Galectin-3 critically mediates experimental fibrosis and is implicated in idiopathic pulmonary fibrosis (IPF). It can bind multiple proteins through protein:glycan as well as protein:protein interactions, including self-oligomerisation. It binds to TGF-β receptor (TGF-βR) II and potentiates TGF-β1 signalling. It also interacts with CD98, a mediator of innate inflammatory responses in such cells. I tested the gal-3-fibrosome hypothesis, that galectin-3 mediates IPF pathogenesis by nucleating a macromolecular complex of pro-fibrotic factors including CD98:integrin complex and TGF-βRII at the cell surface, in lung tissue, cell lines, and primary human lung cells.

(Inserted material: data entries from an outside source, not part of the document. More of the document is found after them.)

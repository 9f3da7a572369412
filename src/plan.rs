//! Plan generation and download.
//!
//! Ties the prompt builders to the [`Completer`] and writes finished plans
//! to disk. A generated plan is plain text with markdown-style headings.

use anyhow::{Context, Result};
use std::fs;
use std::path::{Path, PathBuf};

use crate::catalog::ModelDescriptor;
use crate::completion::{Completer, Completion};
use crate::constants::{FITNESS_PLAN_FILENAME, NON_FREE_MODEL_MESSAGE, NUTRITION_PLAN_FILENAME};
use crate::profile::UserProfile;
use crate::provider::ProviderError;
use crate::prompt::{build_fitness_prompt, build_nutrition_prompt};

#[derive(Debug, Clone, Copy, PartialEq, Eq)]
pub enum PlanKind {
    Nutrition,
    Fitness,
}

impl PlanKind {
    /// Filename used when the user saves without naming a file.
    pub fn default_filename(self) -> &'static str {
        match self {
            Self::Nutrition => NUTRITION_PLAN_FILENAME,
            Self::Fitness => FITNESS_PLAN_FILENAME,
        }
    }

    pub fn title(self) -> &'static str {
        match self {
            Self::Nutrition => "Piano Nutrizionale",
            Self::Fitness => "Piano Fitness",
        }
    }
}

/// Refuses models that are not free; plans are only generated with free models.
pub fn ensure_free(model: &ModelDescriptor) -> Result<(), &'static str> {
    if model.free {
        Ok(())
    } else {
        Err(NON_FREE_MODEL_MESSAGE)
    }
}

/// Generates a nutrition plan. Errors are returned as-is; callers decide
/// what to show for them.
pub async fn generate_nutrition_plan<S: AsRef<str>>(
    completer: &Completer,
    model_id: &str,
    profile: &UserProfile,
    seasonal_foods: &[S],
) -> Result<Completion, ProviderError> {
    let prompt = build_nutrition_prompt(profile, seasonal_foods);
    completer.try_complete(model_id, &prompt).await
}

pub async fn generate_fitness_plan(
    completer: &Completer,
    model_id: &str,
    profile: &UserProfile,
) -> Result<Completion, ProviderError> {
    let prompt = build_fitness_prompt(profile);
    completer.try_complete(model_id, &prompt).await
}

/// Writes the plan to `path`, or to the kind's default filename in the
/// current directory. Returns the path written.
pub fn save(plan: &str, kind: PlanKind, path: Option<&Path>) -> Result<PathBuf> {
    let path = path
        .map(Path::to_path_buf)
        .unwrap_or_else(|| PathBuf::from(kind.default_filename()));
    if let Some(parent) = path.parent().filter(|p| !p.as_os_str().is_empty()) {
        fs::create_dir_all(parent)
            .with_context(|| format!("Failed to create directory {:?}", parent))?;
    }
    fs::write(&path, plan).with_context(|| format!("Failed to write plan to {:?}", path))?;
    Ok(path)
}
//! XDG path resolution for benessere configuration and cache directories.

use anyhow::Result;
use std::path::PathBuf;

use super::types::Config;

impl Config {
    /// Returns the platform-specific configuration directory for benessere.
    ///
    /// Returns `~/.config/benessere/` on Linux (`XDG_CONFIG_HOME/benessere`).
    ///
    /// # Errors
    ///
    /// Returns an error if the platform's config directory cannot be determined.
    pub fn config_dir() -> Result<PathBuf> {
        let dir = dirs::config_dir()
            .ok_or_else(|| anyhow::anyhow!("Could not determine config directory"))?
            .join(crate::constants::APP_NAME);
        Ok(dir)
    }

    /// Returns the platform-specific cache directory for benessere.
    ///
    /// Holds the readline history of the interactive session.
    pub fn cache_dir() -> Result<PathBuf> {
        let dir = dirs::cache_dir()
            .ok_or_else(|| anyhow::anyhow!("Could not determine cache directory"))?
            .join(crate::constants::APP_NAME);
        Ok(dir)
    }

    /// Returns the full path to the benessere configuration file.
    ///
    /// # Errors
    ///
    /// Returns an error if [`Config::config_dir`] fails.
    pub fn config_path() -> Result<PathBuf> {
        Ok(Self::config_dir()?.join(crate::constants::CONFIG_FILENAME))
    }
}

Co-localisation of galectin-3, β1-integrin and CD98 was supported by proximity ligation assay and immunohistochemistry in human lung tissue, and confocal microscopy and co-immunoprecipitation studies in cells. TGF-β1 stimulation increased expression and co-localisation of all three proteins in A549 cells. CD98 silencing abrogated epithelial wound healing similarly to galectin-3 knockdown. In myofibroblasts TGF-β1 stimulation increased protein levels of β1-integrin and CD98 whilst reducing galectin-3. However, co-localisation of galectin-3 with β1-integrin and CD98 appeared relatively preserved in IPF myofibroblasts. Galectin-3 oligomerisation was most tractable to electron microscopy (EM) analysis by cross-linking ligand-induced oligomers and peptide N-glycosidase treatment, but further optimisation is required ahead of cryo-EM studies. I successfully extracted endogenous CD98-containing complexes from cell membranes within nanodiscs, using styrene maleic acid (SMA). CD98 co-immunoprecipitated with galectin-3 in nanodiscs. Both CD98 and galectin-3 were essential for interleukin (IL)-6 and IL-8 responses to SARS-CoV-2 Spike receptor binding domain in lung epithelial and macrophage cell lines.

Together, my data support a gal-3-fibrosome response to disease-relevant stimuli in tissue and cells. In myofibroblasts, they suggest a negative feedback loop that is overridden in IPF. Extensive work has defined promising conditions for future structural studies. CD98-dependent inflammatory responses are observed across cell types as well as diverse injury stimuli. Galectin-3 interactions with CD98:β1-integrin may transduce acute injury responses to pro-fibrotic behaviour in lung tissue, e.g. in acute exacerbations of IPF.